(Dataset entries)

use crate::models::db_operations::DbError;
use crate::models::queries::{contains_pattern, TagOrder, TagQuery};
use crate::models::{Tag, TagInput, TagRef, TagWithCount};
use rusqlite::types::Value;
use rusqlite::{params, params_from_iter, Connection, OptionalExtension};

const TAG_COLUMNS: &str = "t.id, t.name, t.slug, t.subheading, t.image, t.overview";

fn tag_from_row(row: &rusqlite::Row) -> rusqlite::Result<Tag> {
    Ok(Tag {
        id: row.get(0)?,
        name: row.get(1)?,
        slug: row.get(2)?,
        subheading: row.get(3)?,
        image: row.get(4)?,
        overview: row.get(5)?,
    })
}

pub fn insert_tag(conn: &Connection, input: &TagInput, slug: &str, image: Option<&str>) -> Result<i64, DbError> {
    conn.execute(
        "INSERT INTO tags (name, slug, subheading, image, overview) VALUES (?1, ?2, ?3, ?4, ?5)",
        params![input.name, slug, input.subheading, image, input.overview],
    )?;
    Ok(conn.last_insert_rowid())
}

pub fn update_tag(conn: &Connection, tag_id: i64, input: &TagInput, slug: &str) -> Result<(), DbError> {
    let changed = conn.execute(
        "UPDATE tags SET name = ?1, slug = ?2, subheading = ?3, overview = ?4 WHERE id = ?5",
        params![input.name, slug, input.subheading, input.overview, tag_id],
    )?;
    if changed == 0 {
        return Err(DbError::NotFound(format!("tag {}", tag_id)));
    }
    Ok(())
}

pub fn set_tag_image(conn: &Connection, tag_id: i64, image: Option<&str>) -> Result<(), DbError> {
    conn.execute("UPDATE tags SET image = ?1 WHERE id = ?2", params![image, tag_id])?;
    Ok(())
}

/// Removing a tag only detaches it from its posts.
pub fn delete_tag(conn: &Connection, tag_id: i64) -> Result<usize, DbError> {
    Ok(conn.execute("DELETE FROM tags WHERE id = ?1", [tag_id])?)
}

pub fn read_tag_by_slug(conn: &Connection, slug: &str) -> Result<Option<Tag>, DbError> {
    Ok(conn.query_row(
        &format!("SELECT {} FROM tags t WHERE t.slug = ?1", TAG_COLUMNS),
        [slug],
        tag_from_row,
    ).optional()?)
}

pub fn read_tag_by_name(conn: &Connection, name: &str) -> Result<Option<Tag>, DbError> {
    Ok(conn.query_row(
        &format!("SELECT {} FROM tags t WHERE t.name = ?1 COLLATE NOCASE", TAG_COLUMNS),
        [name],
        tag_from_row,
    ).optional()?)
}

pub fn name_taken(conn: &Connection, name: &str, exclude_id: Option<i64>) -> Result<bool, DbError> {
    Ok(conn.query_row(
        "SELECT EXISTS(SELECT 1 FROM tags WHERE name = ?1 AND id != ?2)",
        params![name, exclude_id.unwrap_or(-1)],
        |row| row.get(0),
    )?)
}

pub fn slug_taken(conn: &Connection, slug: &str, exclude_id: Option<i64>) -> Result<bool, DbError> {
    Ok(conn.query_row(
        "SELECT EXISTS(SELECT 1 FROM tags WHERE slug = ?1 AND id != ?2)",
        params![slug, exclude_id.unwrap_or(-1)],
        |row| row.get(0),
    )?)
}

/// All tags as form choices, alphabetical.
pub fn read_tag_choices(conn: &Connection) -> Result<Vec<TagRef>, DbError> {
    let mut stmt = conn.prepare("SELECT id, name, slug FROM tags ORDER BY lower(name), id")?;
    let rows = stmt.query_map([], |row| Ok(TagRef { id: row.get(0)?, name: row.get(1)?, slug: row.get(2)? }))?;
    Ok(rows.collect::<rusqlite::Result<Vec<_>>>()?)
}

pub fn count_existing_tags(conn: &Connection, tag_ids: &[i64]) -> Result<usize, DbError> {
    if tag_ids.is_empty() {
        return Ok(0);
    }
    let placeholders = vec!["?"; tag_ids.len()].join(", ");
    let count: i64 = conn.query_row(
        &format!("SELECT COUNT(*) FROM tags WHERE id IN ({})", placeholders),
        params_from_iter(tag_ids.iter()),
        |row| row.get(0),
    )?;
    Ok(count as usize)
}

fn compile_tag_filter(query: &TagQuery) -> (String, Vec<Value>) {
    match &query.name_contains {
        Some(needle) => (
            "WHERE t.name LIKE ? ESCAPE '\\'".to_string(),
            vec![Value::Text(contains_pattern(needle))],
        ),
        None => (String::new(), Vec::new()),
    }
}

fn tag_order_clause(order: TagOrder) -> &'static str {
    match order {
        TagOrder::MostPosts => "ORDER BY num_posts DESC, t.id ASC",
        TagOrder::LeastPosts => "ORDER BY num_posts ASC, t.id ASC",
        TagOrder::NameAscending => "ORDER BY lower(t.name) ASC, t.id ASC",
        TagOrder::NameDescending => "ORDER BY lower(t.name) DESC, t.id ASC",
    }
}

/// Every row carries its post count, whatever the ordering.
pub fn search_tags(conn: &Connection, query: &TagQuery, limit: u32, offset: u32) -> Result<Vec<TagWithCount>, DbError> {
    let (where_sql, mut values) = compile_tag_filter(query);
    let sql = format!(
        "SELECT {}, (SELECT COUNT(*) FROM post_tags pt WHERE pt.tag_id = t.id) AS num_posts
         FROM tags t {} {} LIMIT ? OFFSET ?",
        TAG_COLUMNS,
        where_sql,
        tag_order_clause(query.order),
    );
    values.push(Value::Integer(limit as i64));
    values.push(Value::Integer(offset as i64));

    let mut stmt = conn.prepare(&sql)?;
    let rows = stmt.query_map(params_from_iter(values.iter()), |row| {
        Ok(TagWithCount { tag: tag_from_row(row)?, num_posts: row.get(6)? })
    })?;
    Ok(rows.collect::<rusqlite::Result<Vec<_>>>()?)
}

pub fn count_tags(conn: &Connection, query: &TagQuery) -> Result<u32, DbError> {
    let (where_sql, values) = compile_tag_filter(query);
    let count: i64 = conn.query_row(
        &format!("SELECT COUNT(*) FROM tags t {}", where_sql),
        params_from_iter(values.iter()),
        |row| row.get(0),
    )?;
    Ok(count as u32)
}

#[cfg(test)]
mod tests {
    use super::*;
    use crate::models::db_operations::test_support::memory_db;

    fn tag(conn: &Connection, name: &str, slug: &str) -> i64 {
        let input = TagInput { name: name.to_string(), subheading: "sub".to_string(), overview: "<p>o</p>".to_string() };
        insert_tag(conn, &input, slug, None).unwrap()
    }

    fn attach_posts(conn: &Connection, tag_id: i64, count: usize) {
        for i in 0..count {
            conn.execute(
                "INSERT INTO posts (title, created_date) VALUES (?1, '2020-01-01T00:00:00.000000Z')",
                [format!("post {} for {}", i, tag_id)],
            ).unwrap();
            let post_id = conn.last_insert_rowid();
            conn.execute("INSERT INTO post_tags (post_id, tag_id) VALUES (?1, ?2)", [post_id, tag_id]).unwrap();
        }
    }

    #[test]
    fn name_search_is_case_insensitive_and_sorted_by_name() {
        let conn = memory_db();
        tag(&conn, "Golang", "golang");
        tag(&conn, "django", "django");
        tag(&conn, "Rust", "rust");
        tag(&conn, "GOTCHAS", "gotchas");

        let query = TagQuery { name_contains: Some("go".to_string()), order: TagOrder::NameAscending };
        let names: Vec<String> = search_tags(&conn, &query, 12, 0).unwrap().into_iter().map(|t| t.tag.name).collect();
        assert_eq!(names, vec!["django", "Golang", "GOTCHAS"]);
        assert_eq!(count_tags(&conn, &query).unwrap(), 3);

        let query = TagQuery { order: TagOrder::NameDescending, ..query };
        let names: Vec<String> = search_tags(&conn, &query, 12, 0).unwrap().into_iter().map(|t| t.tag.name).collect();
        assert_eq!(names, vec!["GOTCHAS", "Golang", "django"]);
    }

    #[test]
    fn rows_carry_post_counts_for_every_ordering() {
        let conn = memory_db();
        let a = tag(&conn, "A", "a");
        let b = tag(&conn, "B", "b");
        let c = tag(&conn, "C", "c");
        attach_posts(&conn, a, 1);
        attach_posts(&conn, b, 3);
        attach_posts(&conn, c, 2);

        let most = search_tags(&conn, &TagQuery::default(), 12, 0).unwrap();
        let counts: Vec<(String, i64)> = most.iter().map(|t| (t.tag.name.clone(), t.num_posts)).collect();
        assert_eq!(counts, vec![("B".to_string(), 3), ("C".to_string(), 2), ("A".to_string(), 1)]);

        let query = TagQuery { name_contains: None, order: TagOrder::LeastPosts };
        let least: Vec<i64> = search_tags(&conn, &query, 12, 0).unwrap().iter().map(|t| t.num_posts).collect();
        assert_eq!(least, vec![1, 2, 3]);

        let query = TagQuery { name_contains: None, order: TagOrder::NameAscending };
        let by_name: Vec<i64> = search_tags(&conn, &query, 12, 0).unwrap().iter().map(|t| t.num_posts).collect();
        assert_eq!(by_name, vec![1, 3, 2]);
    }

    #[test]
    fn wildcards_in_search_input_match_literally() {
        let conn = memory_db();
        tag(&conn, "100% Rust", "100-rust");
        tag(&conn, "1000 Rust", "1000-rust");
        let query = TagQuery { name_contains: Some("100%".to_string()), order: TagOrder::NameAscending };
        let found = search_tags(&conn, &query, 12, 0).unwrap();
        assert_eq!(found.len(), 1);
        assert_eq!(found[0].tag.slug, "100-rust");
    }

    #[test]
    fn deleting_a_tag_detaches_it_from_posts() {
        let conn = memory_db();
        let id = tag(&conn, "Temp", "temp");
        attach_posts(&conn, id, 2);
        assert_eq!(delete_tag(&conn, id).unwrap(), 1);
        let links: i64 = conn.query_row("SELECT COUNT(*) FROM post_tags", [], |r| r.get(0)).unwrap();
        let posts: i64 = conn.query_row("SELECT COUNT(*) FROM posts", [], |r| r.get(0)).unwrap();
        assert_eq!((links, posts), (0, 2));
    }

    #[test]
    fn lookups_by_name_ignore_case() {
        let conn = memory_db();
        tag(&conn, "Go Lang", "go-lang");
        assert_eq!(read_tag_by_name(&conn, "go lang").unwrap().map(|t| t.slug), Some("go-lang".to_string()));
        assert!(name_taken(&conn, "Go Lang", None).unwrap());
        let id = read_tag_by_slug(&conn, "go-lang").unwrap().unwrap().id;
        assert!(!name_taken(&conn, "Go Lang", Some(id)).unwrap());
        assert!(slug_taken(&conn, "go-lang", None).unwrap());
    }
}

# Exercise requirements
Search the data for "models" and list every line in which it occurs.

# Solution to the exercise
use crate::models::db_operations::DbError;
use crate::models::queries::{contains_pattern, TagOrder, TagQuery};
use crate::models::{Tag, TagInput, TagRef, TagWithCount};
    use crate::models::db_operations::test_support::memory_db;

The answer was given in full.